WASHINGTON — The tea party movement’s upset victory Tuesday by an insurgent conservative in Delaware’s Republican Senate primary puts GOP chances to win control of the U.S. Senate in November in serious jeopardy.

They need to gain 10 seats to run the Senate. Most leading prognosticators had said they appeared to be within reach of that until Tuesday. (Although most analysts say Republicans still have a good chance to gain a majority in the House of Representatives, where they need to pick up 39 seats.)

Delaware’s not the only Senate race in November where Republicans will field a tea party candidate vulnerable to the “fringe” label against well-known Democrats in the Nov. 2 general elections.

Colorado and Nevada face the same scenario, with incumbent Democrats seeking re-election against tea party insurgents who defeated better-known Republican candidates in low-turnout contests.

However, among the Senate seats most analysts expected Republicans to gain was Delaware’s, where the GOP establishment’s choice for Senate nominee was Rep. Michael Castle.

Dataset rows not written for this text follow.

//! Error types for the frisct CLI.
//!
//! Stage crates report their own typed errors; this enum covers the
//! failures the CLI layer itself can produce before or after a stage runs.

use thiserror::Error;

/// Errors raised by the frisct CLI layer.
#[derive(Error, Debug)]
pub enum FrisctError {
    /// A configuration file is missing, unreadable, or malformed.
    #[error("configuration error: {0}")]
    Config(String),

    /// A command's inputs don't fit together (e.g. an unknown lex state
    /// passed as a starting-state override).
    #[error("validation error: {0}")]
    Validation(String),

    /// A file read or write failed.
    #[error("IO error: {0}")]
    Io(#[from] std::io::Error),
}

pub type Result<T> = std::result::Result<T, FrisctError>;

A former two-term governor, the popular 71-year-old Castle has won 12 statewide elections and routinely pulls many Democratic and independent votes.

Running, however, in a closed Republican primary Tuesday in which Democrats and independents couldn’t vote, Castle was upset by little-known tea party candidate Christine O’Donnell.

As of Sept. 1, Delaware has a total of 621,746 registered voters. Nearly half are registered Democrats, while another 146,000 are independents.

Despite the intense campaign in the small state, the GOP primary attracted only a 32 percent turnout Tuesday. That means that a passionate but relatively small tea party movement was able to win a majority of a light Republican turnout.

Next, however, O’Donnell must face Democrat Chris Coons in the Nov. 2 general election. He’s the executive of New Castle County, the most populous of the state’s three counties. O’Donnell pulled 30,561 votes Tuesday. In Delaware’s 2006 general election, Democratic Sen. Tom Carper won — with 170,567 votes.

Closed primaries, where only registered party members can vote, tend to reflect the “small, intensely held preferences of fringe groups, and compared to the electorate in open races, the small size of the tea party makes it a fringe group,” said Michael Munger, a political science professor at Duke University.

See National GOP Looks West: NRSC Washing Hands Of Delaware After Christine O’Donnell Win, Talking Points Memo, September 15, 2010, by Christina Bellantoni: "The national Republicans who whispered for weeks that Christine O’Donnell was unelectable are done with Delaware."

UPDATE: But See Four Reasons Why Christine O’Donnell Might Win, Alt Society Liberalism (Google group), September 16, 2010, by Knifefight Afterdance.

UPDATE and Exercise in Amazement: See O’Donnell In 2007: Scientists Have Created Mice With Human Brains!, Talking Points Memo DC, September 16, 2010, by Eric Kleefeld. Nooooo…. it couldn’t BEEE…. Could it???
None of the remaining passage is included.